Atumane, intrigué, se pencha à son tour et tenta. Après quelques efforts, il parvint à défaire un nœud, puis un autre. Très vite, il souffla.
- C’est interminable… râla-t-il. Sa construction est un vrai désastre. On y est depuis ce matin et, d’accord, ça se voit, mais il reste une montagne à corriger !
- Dès que tu auras ton premier ancrage, nous t’offrirons la même chose en retour, répliqua Bintou avec fermeté.

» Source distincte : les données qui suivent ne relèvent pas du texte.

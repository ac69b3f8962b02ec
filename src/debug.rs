use crate::entity::Entity;
use crate::scene::Scene;

/// Scene inspector for debugging
pub struct SceneInspector;

impl SceneInspector {
    /// Live (not destroyed) entity count
    pub fn entity_count(scene: &Scene) -> usize {
        scene.entity_count()
    }

    /// Sizes of every component container and its delete buffer
    pub fn container_summary(scene: &Scene) -> Vec<ContainerInfo> {
        scene
            .entities()
            .containers()
            .zip(scene.entities().deleted_containers())
            .map(|(live, deleted)| ContainerInfo {
                component_id: live.component_id().index(),
                type_name: live.type_name(),
                live: live.len(),
                deleted: deleted.len(),
            })
            .collect()
    }

    /// Registered systems in dispatch order
    pub fn system_summary(scene: &Scene) -> Vec<SystemInfo> {
        scene
            .systems()
            .iter()
            .map(|system| SystemInfo {
                name: system.name(),
                entity_count: system.base().entities().len(),
                cloneable: system.clone_system().is_some(),
                drawable: system.as_drawable().is_some(),
            })
            .collect()
    }

    pub fn summary(scene: &Scene) -> SceneSummary {
        SceneSummary {
            name: scene.config().name.clone(),
            live_entities: Self::entity_count(scene),
            allocated_entities: scene.entities().allocated_count(),
            containers: Self::container_summary(scene),
            systems: Self::system_summary(scene),
        }
    }

    /// Log scene summary
    pub fn log_summary(scene: &Scene) {
        let summary = Self::summary(scene);
        tracing::info!(
            scene = %scene.id(),
            name = %summary.name,
            live = summary.live_entities,
            allocated = summary.allocated_entities,
            containers = summary.containers.len(),
            systems = summary.systems.len(),
            "scene summary"
        );

        for info in &summary.containers {
            tracing::info!(
                component = info.type_name,
                id = info.component_id,
                live = info.live,
                deleted = info.deleted,
                "container"
            );
        }

        for info in &summary.systems {
            tracing::info!(
                system = info.name,
                entities = info.entity_count,
                cloneable = info.cloneable,
                drawable = info.drawable,
                "system"
            );
        }
    }

    /// Log entity details
    pub fn log_entity(scene: &Scene, entity: Entity) {
        match scene.entity(entity) {
            Ok(view) => tracing::info!(
                %entity,
                destroyed = view.destroyed(),
                pending_removal = scene.is_pending_removal(entity),
                components = ?view.component_names(),
                "entity"
            ),
            Err(err) => tracing::info!(%entity, %err, "entity not inspectable"),
        }
    }
}

/// Container information for debugging
#[derive(Clone, Debug)]
pub struct ContainerInfo {
    pub component_id: usize,
    pub type_name: &'static str,
    pub live: usize,
    pub deleted: usize,
}

/// System information for debugging
#[derive(Clone, Debug)]
pub struct SystemInfo {
    pub name: &'static str,
    pub entity_count: usize,
    pub cloneable: bool,
    pub drawable: bool,
}

#[derive(Clone, Debug)]
pub struct SceneSummary {
    pub name: String,
    pub live_entities: usize,
    pub allocated_entities: u32,
    pub containers: Vec<ContainerInfo>,
    pub systems: Vec<SystemInfo>,
}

Et crois-moi, il y a aussi du travail sur ton assemblage.
Le rappel le calma. Atumane grogna mais reprit, moins rétif. Bassma travaillait avec une ferveur presque enfantine. Mamou, resté en retrait, suivait chaque geste, les yeux grands ouverts, partagé entre inquiétude et admiration.
La nuit tomba, enveloppant la hutte dans une tiédeur lourde. Bintou leva les mains.
- Assez pour aujourd’hui.
Les quatre apprentis obéirent sans protester. Épaules basses, gestes lents, ils semblaient vidés jusqu’aux os. Faïza rouvrit les yeux, papillonnant des cils comme si la lumière lui brûlait encore les pupilles.
- Comment tu te sens ? demanda Mamou, la voix pleine d’inquiétude.
Pour toute réponse, Faïza se pencha et vomit sur le sol battu. Puis, sans un mot, elle s’écroula de nouveau, endormie.
Bintou soupira.
- On a trop tiré sur son assemblage… La prochaine fois, on réduira la séance.
Les autres hochèrent la tête, pâles et songeurs.
Le lendemain, Bintou prépara de nouvelles huiles, une pour chacun. Le parfum âcre des plantes embaumait la hutte, imprégnant les tissus et les paillasses. Désormais, les massages pouvaient être faits par n’importe qui, du moment qu’ils utilisaient l’huile conçue pour l’assemblage de l’apprenti. Bassma, crispée à l’idée de toucher un corps étranger, se récusa, et Bintou ne l’y contraignit pas.
Faïza, à l’inverse, s’y adonna avec enthousiasme. Elle aimait sentir la peau, suivre la chaleur des muscles, percevoir les frémissements des fils sous ses doigts. Avec Atumane, les séances s’étiraient souvent bien au-delà du nécessaire, se terminant dans des étreintes dont ils ressortaient échevelés et complices.
Mamou demeurait en retrait, enfant perdu parmi des adultes. Trop pudique pour ces contacts, trop jeune pour ces effervescences, il se plongea dans un autre rôle : celui d’enseignant patient. Les jours s’enchaînaient, et il passait des heures à guider les shamans venus de tout le pays, penché sur des feuilles de baobab ou des racines de manioc, préférant les plantes aux corps.